覚えているさ。乙女ゲームならではだったよな。
「豊子」
「なあに?健一」
「まだお前は聖女に覚醒したわけではないから、きついんだろう」
「そうかもしれないわね、あれを試すのかしら。悪役令嬢の私でも効き目あるのかな」
「お前は悪役じゃないし、俺の聖女だよ」
「ふふふ、そうね。お願いしてもいいかしら。健一」
「もちろん、他に譲れるわけは無いしな」
そうして俺は豊子に口づけをする。
あの時、
「白雪姫の目覚めみたいね」
って豊子が言ってたお気に入りのシーン。
攻略対象とキスをすると、聖女に覚醒する。
攻略対象は隣のゲルにもいるけれど、この役目を譲るわけはねーし。
ときどき、どさくさの不意打ちでキスをしていたのとは違う。
ゆっくりのキスを。
その瞬間、豊子を中心に俺達を眩い光が包む。
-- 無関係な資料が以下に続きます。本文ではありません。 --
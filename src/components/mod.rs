pub mod launcher_button;
pub mod play_box;
pub mod settings_box;
pub mod status_bar;
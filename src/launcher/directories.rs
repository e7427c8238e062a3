use std::{
    path::{Path, PathBuf},
    sync::LazyLock,
};

use directories::ProjectDirs;

pub const SETTINGS_FILENAME: &str = "yacc-launcher-settings.json";
pub const RELEASE_ARCHIVE_FILENAME: &str = "yacc-release.zip";

struct Directories {
    data: PathBuf,
    settings_file: PathBuf,
    release_archive: PathBuf,
}

static DIRECTORIES: LazyLock<Directories> = LazyLock::new(|| {
    let (config, data) = match ProjectDirs::from("app", "yacc", "yacc-launcher") {
        Some(project_dirs) => (project_dirs.config_dir().to_owned(), project_dirs.data_dir().to_owned()),
        None => {
            tracing::warn!("No home directory found, keeping launcher files in the working directory");
            (PathBuf::from("."), PathBuf::from("."))
        }
    };
    let settings_file = config.join(SETTINGS_FILENAME);
    let release_archive = data.join(RELEASE_ARCHIVE_FILENAME);

    Directories { data, settings_file, release_archive }
});

/// Where the directory picker starts.
pub fn get_data_dir() -> &'static Path {
    &DIRECTORIES.data
}

pub fn get_settings_file() -> &'static Path {
    &DIRECTORIES.settings_file
}

pub fn get_release_archive() -> &'static Path {
    &DIRECTORIES.release_archive
}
それはゲル全体を光らせる。
光が治まると、目の前にいるのは、ゴールデンブロンドに輝く髪の豊子だった。
まつ毛や眉も金色に輝いている。
そのおさげにキスをしながら
「ますます、マリーゴールドだな」
「あら、黄色くなっちゃったわね」
「金色って言うんだよ」
「白髪にならなくてよかったわ」
「何言ってるんだよ」
「フェルゼン殿下!マリー姫、大変です」
外からグラル皇子の声がする。
「健一?」
「俺が先に見てくる」
振り向いてゲルを出ながら、
「どうされました?グラル殿下ってこれは・・・」
そこには、真っ青に水をたたえた大きな湖とその周りを取り囲む緑の大地だった。
おれは、すぐにゲルに戻り、
「豊子、やったぞ」
「なに?何があったの」
手を差し出して豊子を支えながらもう一度、今度は一緒にゲルを出る。
「まあ、なんて美しい、さっきとは全然違う風景ね」
「あっちの方なんかもう、森だぜ」
「ほんとう。異世界にぱっと転移したみたいね」
「ははは、ここは俺らからしたら異世界だがな」
天気は落ち着き、空にはふわふわした綿雲が浮いている。
復活した太陽が雨に濡れた辺りを輝かせていた。
気の早い小鳥がもうやってきている。
「成功しちゃった」
「ああ、聖女の誕生だ」
「これは、忙しくなりそうね」
「絶対無理はするなよ」
「健一は過保護なんだから」
「しょうがないだろ。前はお前短命だったし、聖女の彼氏になるのは初めてなんだから」
「よろしくね」
「ああ、こちらこそだ」
そう言ってもう一度軽くキスをした。
今度は光らなかったけどな。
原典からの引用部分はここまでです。